La critique de Brandt met en lumière un problème fondamental : le cycle de Benner est né d’observations sur les commodities agricoles dans les années 1870. Les marchés financiers modernes — opérant à une vitesse algorithmique, influencés par les actifs numériques, façonnés par les politiques des banques centrales à des années-lumière de ce que Benner aurait pu imaginer — peuvent rendre sa théorie basée sur le cycle solaire et l’agriculture obsolète.

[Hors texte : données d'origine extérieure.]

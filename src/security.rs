//! Input sanitization applied before user text reaches the agent

/// Escape markup-significant characters
///
/// `&`, `<`, `>`, `"` and `'` are replaced with HTML entities so the text can
/// be rendered without being interpreted as markup. Everything else passes
/// through unchanged; empty input yields an empty string.
pub fn sanitize_input(user_input: &str) -> String {
    let mut sanitized = String::with_capacity(user_input.len());
    for c in user_input.chars() {
        match c {
            '&' => sanitized.push_str("&amp;"),
            '<' => sanitized.push_str("&lt;"),
            '>' => sanitized.push_str("&gt;"),
            '"' => sanitized.push_str("&quot;"),
            '\'' => sanitized.push_str("&#x27;"),
            _ => sanitized.push(c),
        }
    }
    sanitized
}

Pourquoi les marchés croient ce qu’ils veulent croire
Malgré la preuve croissante des limites du cycle de Benner, la croyance persiste. L’investisseur Crynet a offert une perspective contrariante : « Pic du marché en 2026. Cela nous donne encore une année si l’histoire décide de se répéter. Vous trouvez ça fou ? Bien sûr. Mais rappelez-vous : les marchés ne sont pas que des chiffres ; ils sont aussi une question d’humeur, de mémoire et de momentum. Et parfois, ces vieux graphiques fonctionnent — pas parce qu’ils sont magiques, mais parce que beaucoup de gens y croient. »

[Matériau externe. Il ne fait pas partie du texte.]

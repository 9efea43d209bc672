// GET /health and GET /ready handlers

use std::convert::Infallible;
use std::sync::Arc;

use warp::http::StatusCode;

use crate::llm::agent::{AgentMode, RootAgent};
use crate::models::HealthResponse;

/// Liveness: the process is up and serving
pub async fn health_handler() -> Result<impl warp::Reply, Infallible> {
    Ok(warp::reply::json(&HealthResponse::ok()))
}

/// Readiness: whether requests are answered by an LLM or by the echo fallback
pub async fn ready_handler(agent: Arc<RootAgent>) -> Result<impl warp::Reply, Infallible> {
    let status = agent.status();
    let code = match status.mode {
        AgentMode::Ready => StatusCode::OK,
        AgentMode::Degraded => StatusCode::SERVICE_UNAVAILABLE,
    };

    Ok(warp::reply::with_status(warp::reply::json(&status), code))
}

Cette observation touche au cœur de la psychologie du marché. Le cycle de Benner perdure non pas nécessairement parce qu’il prévoit avec précision les événements futurs, mais parce qu’un nombre suffisant de participants ont organisé leurs attentes autour de lui. Dans une prophétie auto-réalisatrice, si les traders achètent collectivement en anticipation du pic de 2026, leurs achats pourraient eux-mêmes créer le mouvement de prix que le cycle prévoit.
La véritable puissance du cycle de Benner : la croyance plutôt que la mathématique
Alors que 2026 se déroule et que les marchés continuent leur danse volatile entre peurs de récession et espoirs de croissance, le cycle de Benner demeure une étude fascinante du comportement du marché. Que ce cadre vieux de 150 ans ait correctement prévu la trajectoire du marché cette année ou qu’il se révèle être une relique historique dépendra en fin de compte de la façon dont se dérouleront les neuf prochains mois. Ce qui semble certain, c’est que les investisseurs particuliers continueront à le surveiller — non pas parce que Benner comprenait la cryptographie moderne ou le trading algorithmique, mais parce qu’en finance, parfois, ce sont les plus anciens graphiques qui sont les plus puissants.